◆ Exercise
Go line by line through the records below. Copy whichever lines contain the string "else".

··· Material for this exercise ···

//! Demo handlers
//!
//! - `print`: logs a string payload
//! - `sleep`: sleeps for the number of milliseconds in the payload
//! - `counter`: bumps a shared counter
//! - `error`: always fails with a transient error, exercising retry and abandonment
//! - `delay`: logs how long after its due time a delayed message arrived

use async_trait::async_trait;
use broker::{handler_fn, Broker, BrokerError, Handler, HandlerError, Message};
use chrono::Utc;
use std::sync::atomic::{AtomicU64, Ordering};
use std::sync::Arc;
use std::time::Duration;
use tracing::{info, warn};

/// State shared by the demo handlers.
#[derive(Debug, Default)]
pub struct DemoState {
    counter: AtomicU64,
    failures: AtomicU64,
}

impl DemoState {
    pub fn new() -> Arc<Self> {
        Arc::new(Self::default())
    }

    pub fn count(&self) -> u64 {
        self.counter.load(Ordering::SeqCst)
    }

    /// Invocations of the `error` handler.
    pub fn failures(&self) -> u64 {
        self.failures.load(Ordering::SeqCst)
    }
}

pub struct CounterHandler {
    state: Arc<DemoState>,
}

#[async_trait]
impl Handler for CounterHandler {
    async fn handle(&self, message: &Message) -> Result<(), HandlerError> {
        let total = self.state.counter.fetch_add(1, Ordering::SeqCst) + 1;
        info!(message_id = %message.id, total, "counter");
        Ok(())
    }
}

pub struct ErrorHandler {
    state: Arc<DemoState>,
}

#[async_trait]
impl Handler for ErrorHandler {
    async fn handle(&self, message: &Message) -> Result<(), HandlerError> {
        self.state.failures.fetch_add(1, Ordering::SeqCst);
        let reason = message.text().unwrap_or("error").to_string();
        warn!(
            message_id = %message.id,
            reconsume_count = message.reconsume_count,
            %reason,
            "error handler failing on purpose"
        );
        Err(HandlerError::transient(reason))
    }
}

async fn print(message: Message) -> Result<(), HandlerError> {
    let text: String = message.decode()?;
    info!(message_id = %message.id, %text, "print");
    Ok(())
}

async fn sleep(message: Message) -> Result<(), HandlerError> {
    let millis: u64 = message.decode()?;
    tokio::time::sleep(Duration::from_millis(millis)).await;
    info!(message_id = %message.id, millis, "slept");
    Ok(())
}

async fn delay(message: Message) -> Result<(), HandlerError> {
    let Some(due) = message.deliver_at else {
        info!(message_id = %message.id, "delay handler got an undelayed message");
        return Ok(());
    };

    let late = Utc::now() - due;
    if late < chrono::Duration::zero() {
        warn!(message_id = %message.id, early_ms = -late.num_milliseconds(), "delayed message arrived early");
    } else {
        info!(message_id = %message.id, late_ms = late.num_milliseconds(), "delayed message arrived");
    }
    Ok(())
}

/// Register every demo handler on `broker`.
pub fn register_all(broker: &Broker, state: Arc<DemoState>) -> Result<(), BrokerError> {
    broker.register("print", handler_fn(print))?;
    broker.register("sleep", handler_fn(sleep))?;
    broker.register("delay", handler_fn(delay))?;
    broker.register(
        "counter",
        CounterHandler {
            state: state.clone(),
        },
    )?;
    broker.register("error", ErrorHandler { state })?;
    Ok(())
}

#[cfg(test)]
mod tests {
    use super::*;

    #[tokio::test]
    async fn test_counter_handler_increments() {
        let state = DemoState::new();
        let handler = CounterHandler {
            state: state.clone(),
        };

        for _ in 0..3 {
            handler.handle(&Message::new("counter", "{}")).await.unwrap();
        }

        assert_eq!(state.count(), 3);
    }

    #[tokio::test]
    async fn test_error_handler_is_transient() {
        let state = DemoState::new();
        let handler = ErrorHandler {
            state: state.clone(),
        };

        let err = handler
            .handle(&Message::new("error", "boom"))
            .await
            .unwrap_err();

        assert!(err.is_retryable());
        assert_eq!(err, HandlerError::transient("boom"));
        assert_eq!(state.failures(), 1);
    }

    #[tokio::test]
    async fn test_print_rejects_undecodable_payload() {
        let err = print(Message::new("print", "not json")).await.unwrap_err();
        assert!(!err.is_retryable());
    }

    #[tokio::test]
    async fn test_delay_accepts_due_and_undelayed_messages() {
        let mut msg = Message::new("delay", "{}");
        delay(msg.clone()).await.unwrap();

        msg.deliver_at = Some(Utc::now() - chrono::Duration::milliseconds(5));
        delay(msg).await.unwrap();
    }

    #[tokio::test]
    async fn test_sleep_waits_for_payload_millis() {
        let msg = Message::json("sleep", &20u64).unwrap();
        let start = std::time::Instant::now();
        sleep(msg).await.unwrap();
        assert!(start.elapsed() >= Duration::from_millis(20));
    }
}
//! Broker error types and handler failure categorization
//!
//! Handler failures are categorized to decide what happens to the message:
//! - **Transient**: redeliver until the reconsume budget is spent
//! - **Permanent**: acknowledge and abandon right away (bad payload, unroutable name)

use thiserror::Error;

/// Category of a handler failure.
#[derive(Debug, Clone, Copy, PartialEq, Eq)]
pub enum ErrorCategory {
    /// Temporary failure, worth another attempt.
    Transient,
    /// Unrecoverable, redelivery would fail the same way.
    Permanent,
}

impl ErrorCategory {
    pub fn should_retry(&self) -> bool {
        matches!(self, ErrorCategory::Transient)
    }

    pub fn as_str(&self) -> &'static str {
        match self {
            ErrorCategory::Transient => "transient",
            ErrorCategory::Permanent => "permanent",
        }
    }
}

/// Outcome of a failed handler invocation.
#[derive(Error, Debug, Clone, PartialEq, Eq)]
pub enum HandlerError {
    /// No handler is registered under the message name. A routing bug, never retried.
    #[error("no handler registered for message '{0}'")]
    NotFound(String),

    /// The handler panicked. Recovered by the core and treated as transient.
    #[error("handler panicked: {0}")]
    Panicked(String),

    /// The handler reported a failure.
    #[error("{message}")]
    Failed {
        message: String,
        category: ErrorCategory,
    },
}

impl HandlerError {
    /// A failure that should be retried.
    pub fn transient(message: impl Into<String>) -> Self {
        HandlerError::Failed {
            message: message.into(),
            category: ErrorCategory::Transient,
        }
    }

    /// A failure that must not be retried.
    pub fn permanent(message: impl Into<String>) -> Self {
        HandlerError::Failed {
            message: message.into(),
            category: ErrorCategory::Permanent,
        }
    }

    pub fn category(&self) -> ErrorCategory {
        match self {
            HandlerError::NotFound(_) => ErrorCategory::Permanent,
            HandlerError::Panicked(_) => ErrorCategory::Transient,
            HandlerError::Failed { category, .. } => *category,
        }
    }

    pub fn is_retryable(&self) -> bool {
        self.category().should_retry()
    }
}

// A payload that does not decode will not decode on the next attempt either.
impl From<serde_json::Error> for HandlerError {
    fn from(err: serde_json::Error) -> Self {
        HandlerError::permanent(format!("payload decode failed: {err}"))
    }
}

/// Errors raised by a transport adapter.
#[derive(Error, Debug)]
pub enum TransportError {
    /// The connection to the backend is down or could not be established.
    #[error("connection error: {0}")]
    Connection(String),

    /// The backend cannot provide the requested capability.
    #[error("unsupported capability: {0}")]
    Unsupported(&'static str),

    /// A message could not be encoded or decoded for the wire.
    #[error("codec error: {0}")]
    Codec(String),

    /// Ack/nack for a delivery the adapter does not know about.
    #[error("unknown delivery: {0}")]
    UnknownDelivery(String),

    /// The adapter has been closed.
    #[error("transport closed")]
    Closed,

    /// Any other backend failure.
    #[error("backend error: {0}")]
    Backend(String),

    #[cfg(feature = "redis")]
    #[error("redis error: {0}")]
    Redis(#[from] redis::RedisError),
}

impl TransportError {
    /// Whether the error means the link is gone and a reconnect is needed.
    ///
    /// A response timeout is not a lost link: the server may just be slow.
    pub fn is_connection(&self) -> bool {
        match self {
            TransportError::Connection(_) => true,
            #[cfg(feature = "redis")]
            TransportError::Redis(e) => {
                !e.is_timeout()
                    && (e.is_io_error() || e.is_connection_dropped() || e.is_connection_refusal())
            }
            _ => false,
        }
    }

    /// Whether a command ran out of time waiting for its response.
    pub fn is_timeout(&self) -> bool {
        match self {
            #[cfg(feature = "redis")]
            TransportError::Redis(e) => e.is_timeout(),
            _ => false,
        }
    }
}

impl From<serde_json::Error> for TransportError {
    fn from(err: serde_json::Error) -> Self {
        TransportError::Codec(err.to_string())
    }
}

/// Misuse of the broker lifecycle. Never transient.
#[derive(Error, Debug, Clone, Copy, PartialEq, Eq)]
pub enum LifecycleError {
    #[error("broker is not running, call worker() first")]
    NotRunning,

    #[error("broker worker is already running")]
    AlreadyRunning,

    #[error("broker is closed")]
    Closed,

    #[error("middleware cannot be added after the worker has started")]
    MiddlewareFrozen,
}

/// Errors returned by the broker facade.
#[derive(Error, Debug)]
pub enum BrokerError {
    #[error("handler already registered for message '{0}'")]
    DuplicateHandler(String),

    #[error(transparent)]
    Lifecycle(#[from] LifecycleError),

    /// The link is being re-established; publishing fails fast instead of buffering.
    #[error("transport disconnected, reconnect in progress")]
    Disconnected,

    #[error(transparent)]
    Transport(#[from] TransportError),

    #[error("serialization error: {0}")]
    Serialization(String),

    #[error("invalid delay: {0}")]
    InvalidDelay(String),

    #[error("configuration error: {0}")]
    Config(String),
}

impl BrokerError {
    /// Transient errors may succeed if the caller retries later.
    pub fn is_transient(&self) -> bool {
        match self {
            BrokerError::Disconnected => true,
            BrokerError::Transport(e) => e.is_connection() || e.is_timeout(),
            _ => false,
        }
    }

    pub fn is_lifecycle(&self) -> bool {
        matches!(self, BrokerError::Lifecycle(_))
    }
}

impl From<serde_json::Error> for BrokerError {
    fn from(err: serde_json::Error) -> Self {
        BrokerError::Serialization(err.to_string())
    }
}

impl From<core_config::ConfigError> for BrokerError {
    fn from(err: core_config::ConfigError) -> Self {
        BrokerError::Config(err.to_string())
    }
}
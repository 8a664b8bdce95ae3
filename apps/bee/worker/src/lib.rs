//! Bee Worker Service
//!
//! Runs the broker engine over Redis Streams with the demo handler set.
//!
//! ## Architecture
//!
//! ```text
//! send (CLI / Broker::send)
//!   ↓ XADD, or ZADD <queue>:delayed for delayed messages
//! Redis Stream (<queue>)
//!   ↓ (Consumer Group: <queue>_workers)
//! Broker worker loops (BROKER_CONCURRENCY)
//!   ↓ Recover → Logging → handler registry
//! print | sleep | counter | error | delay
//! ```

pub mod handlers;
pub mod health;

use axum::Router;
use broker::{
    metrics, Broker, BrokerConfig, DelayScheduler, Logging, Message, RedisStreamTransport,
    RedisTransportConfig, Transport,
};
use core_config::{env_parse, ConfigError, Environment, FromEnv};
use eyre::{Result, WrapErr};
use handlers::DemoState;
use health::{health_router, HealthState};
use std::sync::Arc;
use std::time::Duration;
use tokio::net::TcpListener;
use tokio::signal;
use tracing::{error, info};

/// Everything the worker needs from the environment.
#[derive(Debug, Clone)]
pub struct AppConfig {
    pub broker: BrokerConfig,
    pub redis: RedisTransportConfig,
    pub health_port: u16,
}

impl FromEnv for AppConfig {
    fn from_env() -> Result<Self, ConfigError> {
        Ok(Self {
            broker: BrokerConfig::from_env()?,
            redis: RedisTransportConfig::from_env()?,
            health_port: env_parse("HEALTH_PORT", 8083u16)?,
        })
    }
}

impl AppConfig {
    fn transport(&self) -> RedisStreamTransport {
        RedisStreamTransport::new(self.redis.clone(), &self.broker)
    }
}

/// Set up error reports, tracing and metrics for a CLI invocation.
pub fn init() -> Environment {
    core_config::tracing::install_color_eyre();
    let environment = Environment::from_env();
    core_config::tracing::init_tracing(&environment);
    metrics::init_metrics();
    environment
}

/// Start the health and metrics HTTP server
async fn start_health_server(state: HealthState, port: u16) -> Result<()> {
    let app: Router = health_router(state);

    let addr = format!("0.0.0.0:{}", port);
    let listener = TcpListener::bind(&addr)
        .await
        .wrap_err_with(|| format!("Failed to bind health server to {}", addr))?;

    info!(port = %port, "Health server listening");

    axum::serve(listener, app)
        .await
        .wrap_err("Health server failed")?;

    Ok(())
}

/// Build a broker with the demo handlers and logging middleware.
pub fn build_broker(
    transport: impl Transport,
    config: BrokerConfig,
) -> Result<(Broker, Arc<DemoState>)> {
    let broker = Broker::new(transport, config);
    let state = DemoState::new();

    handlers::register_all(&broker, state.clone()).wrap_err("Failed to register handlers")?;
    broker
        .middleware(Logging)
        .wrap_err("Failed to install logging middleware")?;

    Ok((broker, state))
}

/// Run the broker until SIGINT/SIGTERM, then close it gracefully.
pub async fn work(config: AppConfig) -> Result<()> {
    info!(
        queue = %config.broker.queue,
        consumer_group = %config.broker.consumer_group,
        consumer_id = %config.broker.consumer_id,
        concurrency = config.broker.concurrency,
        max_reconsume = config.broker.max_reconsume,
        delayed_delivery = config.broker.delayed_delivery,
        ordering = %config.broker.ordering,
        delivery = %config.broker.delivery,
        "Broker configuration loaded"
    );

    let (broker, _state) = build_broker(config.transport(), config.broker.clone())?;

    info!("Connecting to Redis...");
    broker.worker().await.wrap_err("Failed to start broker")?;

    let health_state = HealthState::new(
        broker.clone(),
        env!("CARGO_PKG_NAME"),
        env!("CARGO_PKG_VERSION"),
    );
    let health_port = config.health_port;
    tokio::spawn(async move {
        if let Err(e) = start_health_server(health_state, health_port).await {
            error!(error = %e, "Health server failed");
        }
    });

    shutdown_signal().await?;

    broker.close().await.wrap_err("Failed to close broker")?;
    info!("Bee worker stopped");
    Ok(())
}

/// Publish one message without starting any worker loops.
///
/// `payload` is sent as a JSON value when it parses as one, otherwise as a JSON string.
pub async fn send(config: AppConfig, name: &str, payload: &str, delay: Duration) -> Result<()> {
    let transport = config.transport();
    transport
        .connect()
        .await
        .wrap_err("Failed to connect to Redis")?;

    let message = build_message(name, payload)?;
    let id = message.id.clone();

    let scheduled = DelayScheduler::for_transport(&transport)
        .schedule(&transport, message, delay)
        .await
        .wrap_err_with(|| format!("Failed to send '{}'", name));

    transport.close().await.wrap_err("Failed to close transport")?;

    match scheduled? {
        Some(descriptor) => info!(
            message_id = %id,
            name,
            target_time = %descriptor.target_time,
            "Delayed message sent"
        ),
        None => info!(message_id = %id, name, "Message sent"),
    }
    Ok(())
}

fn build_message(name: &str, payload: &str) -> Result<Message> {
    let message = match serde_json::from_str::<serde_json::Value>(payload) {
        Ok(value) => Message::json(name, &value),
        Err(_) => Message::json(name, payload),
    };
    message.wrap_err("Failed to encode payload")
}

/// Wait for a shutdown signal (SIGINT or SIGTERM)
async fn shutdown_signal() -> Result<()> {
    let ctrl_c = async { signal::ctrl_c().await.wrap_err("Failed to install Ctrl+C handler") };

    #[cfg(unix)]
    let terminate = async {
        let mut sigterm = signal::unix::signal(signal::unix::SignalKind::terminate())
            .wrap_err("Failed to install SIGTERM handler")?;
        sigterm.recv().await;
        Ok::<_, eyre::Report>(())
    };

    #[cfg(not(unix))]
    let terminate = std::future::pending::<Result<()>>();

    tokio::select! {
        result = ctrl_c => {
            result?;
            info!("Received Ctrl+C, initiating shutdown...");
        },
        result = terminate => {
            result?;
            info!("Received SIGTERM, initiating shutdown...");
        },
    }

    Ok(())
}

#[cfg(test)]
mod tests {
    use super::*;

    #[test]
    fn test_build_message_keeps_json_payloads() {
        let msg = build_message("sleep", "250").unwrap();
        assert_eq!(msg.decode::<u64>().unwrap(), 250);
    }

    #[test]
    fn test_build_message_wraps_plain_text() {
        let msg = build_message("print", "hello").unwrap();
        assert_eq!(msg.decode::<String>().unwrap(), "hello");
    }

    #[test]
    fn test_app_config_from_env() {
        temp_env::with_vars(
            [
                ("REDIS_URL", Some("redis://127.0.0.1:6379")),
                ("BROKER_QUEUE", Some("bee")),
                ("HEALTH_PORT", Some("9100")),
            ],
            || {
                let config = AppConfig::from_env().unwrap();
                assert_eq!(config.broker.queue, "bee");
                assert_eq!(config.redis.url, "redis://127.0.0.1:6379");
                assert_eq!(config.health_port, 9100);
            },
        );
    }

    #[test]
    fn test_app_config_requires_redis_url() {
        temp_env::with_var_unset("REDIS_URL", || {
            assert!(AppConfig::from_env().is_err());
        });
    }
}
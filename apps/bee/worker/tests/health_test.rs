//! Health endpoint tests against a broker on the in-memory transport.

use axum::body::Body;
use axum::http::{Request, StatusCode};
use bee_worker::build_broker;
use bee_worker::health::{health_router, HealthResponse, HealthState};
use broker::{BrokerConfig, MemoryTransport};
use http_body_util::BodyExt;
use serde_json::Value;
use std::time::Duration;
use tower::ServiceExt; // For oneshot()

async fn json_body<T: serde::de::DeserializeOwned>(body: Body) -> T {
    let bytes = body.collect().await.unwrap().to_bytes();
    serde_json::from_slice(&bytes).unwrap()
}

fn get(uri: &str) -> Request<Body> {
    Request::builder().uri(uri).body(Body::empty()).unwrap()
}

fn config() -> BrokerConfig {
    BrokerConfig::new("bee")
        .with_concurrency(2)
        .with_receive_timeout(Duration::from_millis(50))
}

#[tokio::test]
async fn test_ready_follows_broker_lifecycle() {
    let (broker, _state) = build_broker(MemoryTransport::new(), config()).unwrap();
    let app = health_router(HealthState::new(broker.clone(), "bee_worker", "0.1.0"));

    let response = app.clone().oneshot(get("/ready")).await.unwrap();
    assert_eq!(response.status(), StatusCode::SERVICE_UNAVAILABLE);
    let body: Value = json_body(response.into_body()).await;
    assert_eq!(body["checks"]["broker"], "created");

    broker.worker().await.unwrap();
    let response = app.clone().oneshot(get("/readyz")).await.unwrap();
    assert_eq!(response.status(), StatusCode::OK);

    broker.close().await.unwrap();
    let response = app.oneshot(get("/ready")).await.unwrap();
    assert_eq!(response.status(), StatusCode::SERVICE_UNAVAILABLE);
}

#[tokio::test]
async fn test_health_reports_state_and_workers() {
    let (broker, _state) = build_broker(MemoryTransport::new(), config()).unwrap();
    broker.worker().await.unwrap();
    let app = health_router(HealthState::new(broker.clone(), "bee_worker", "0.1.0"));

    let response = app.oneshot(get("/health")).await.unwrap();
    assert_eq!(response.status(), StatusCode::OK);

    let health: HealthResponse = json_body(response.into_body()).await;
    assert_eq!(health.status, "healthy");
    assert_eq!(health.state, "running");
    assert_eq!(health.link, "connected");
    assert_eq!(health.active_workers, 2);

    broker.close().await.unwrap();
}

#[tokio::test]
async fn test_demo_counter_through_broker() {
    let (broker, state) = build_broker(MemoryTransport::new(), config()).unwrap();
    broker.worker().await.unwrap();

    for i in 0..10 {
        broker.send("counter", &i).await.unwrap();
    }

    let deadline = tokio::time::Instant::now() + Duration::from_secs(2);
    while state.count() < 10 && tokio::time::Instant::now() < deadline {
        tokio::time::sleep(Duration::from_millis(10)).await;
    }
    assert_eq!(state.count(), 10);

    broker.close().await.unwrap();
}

···

◆ Response
    let Some(due) = message.deliver_at else {
    } else {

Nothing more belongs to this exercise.